What is needed is an exact copy of every line in the listing.

——————

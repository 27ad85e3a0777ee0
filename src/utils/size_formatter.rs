const KB: u64 = 1024;
const MB: u64 = KB * 1024;
const GB: u64 = MB * 1024;

/// Format a byte count for display.
///
/// Zero means "no limit" for Redis `maxmemory`, hence `"unlimited"`. Larger
/// values are divided step by step as floats and printed without rounding, so
/// `1536` becomes `"1.5 KB"` and `1048576` becomes `"1 MB"`.
///
/// # Examples
///
/// ```
/// use rediboard::utils::human_size;
///
/// assert_eq!(human_size(0), "unlimited");
/// assert_eq!(human_size(512), "512 B");
/// assert_eq!(human_size(1536), "1.5 KB");
/// ```
pub fn human_size(bytes: u64) -> String {
    let n = bytes as f64;
    if bytes == 0 {
        "unlimited".to_string()
    } else if bytes < KB {
        format!("{} B", bytes)
    } else if bytes < MB {
        format!("{} KB", n / 1024.0)
    } else if bytes < GB {
        format!("{} MB", n / 1024.0 / 1024.0)
    } else {
        format!("{} GB", n / 1024.0 / 1024.0 / 1024.0)
    }
}

#[cfg(test)]
mod tests {
    use super::*;

    #[test]
    fn test_unit_boundaries() {
        assert_eq!(human_size(1023), "1023 B");
        assert_eq!(human_size(1024), "1 KB");
        assert_eq!(human_size(MB - 1), "1023.9990234375 KB");
        assert_eq!(human_size(MB), "1 MB");
        assert_eq!(human_size(GB), "1 GB");
    }

    #[test]
    fn test_is_idempotent() {
        assert_eq!(human_size(123_456_789), human_size(123_456_789));
    }
}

——————

◆ **TASK OUTPUT**:
repository 27ad85e3a0777ee0
filename src/utils/size_formatter.rs
const KB: u64 = 1024;
const MB: u64 = KB * 1024;
const GB: u64 = MB * 1024;

/// Format a byte count for display.
///
/// Zero means "no limit" for Redis `maxmemory`, hence `"unlimited"`. Larger
/// values are divided step by step as floats and printed without rounding, so
/// `1536` becomes `"1.5 KB"` and `1048576` becomes `"1 MB"`.
///
/// # Examples
///
/// ```
/// use rediboard::utils::human_size;
///
/// assert_eq!(human_size(0), "unlimited");
/// assert_eq!(human_size(512), "512 B");
/// assert_eq!(human_size(1536), "1.5 KB");
/// ```
pub fn human_size(bytes: u64) -> String {
    let n = bytes as f64;
    if bytes == 0 {
        "unlimited".to_string()
    } else if bytes < KB {
        format!("{} B", bytes)
    } else if bytes < MB {
        format!("{} KB", n / 1024.0)
    } else if bytes < GB {
        format!("{} MB", n / 1024.0 / 1024.0)
    } else {
        format!("{} GB", n / 1024.0 / 1024.0 / 1024.0)
    }
}

#[cfg(test)]
mod tests {
    use super::*;

    #[test]
    fn test_unit_boundaries() {
        assert_eq!(human_size(1023), "1023 B");
        assert_eq!(human_size(1024), "1 KB");
        assert_eq!(human_size(MB - 1), "1023.9990234375 KB");
        assert_eq!(human_size(MB), "1 MB");
        assert_eq!(human_size(GB), "1 GB");
    }

    #[test]
    fn test_is_idempotent() {
        assert_eq!(human_size(123_456_789), human_size(123_456_789));
    }
}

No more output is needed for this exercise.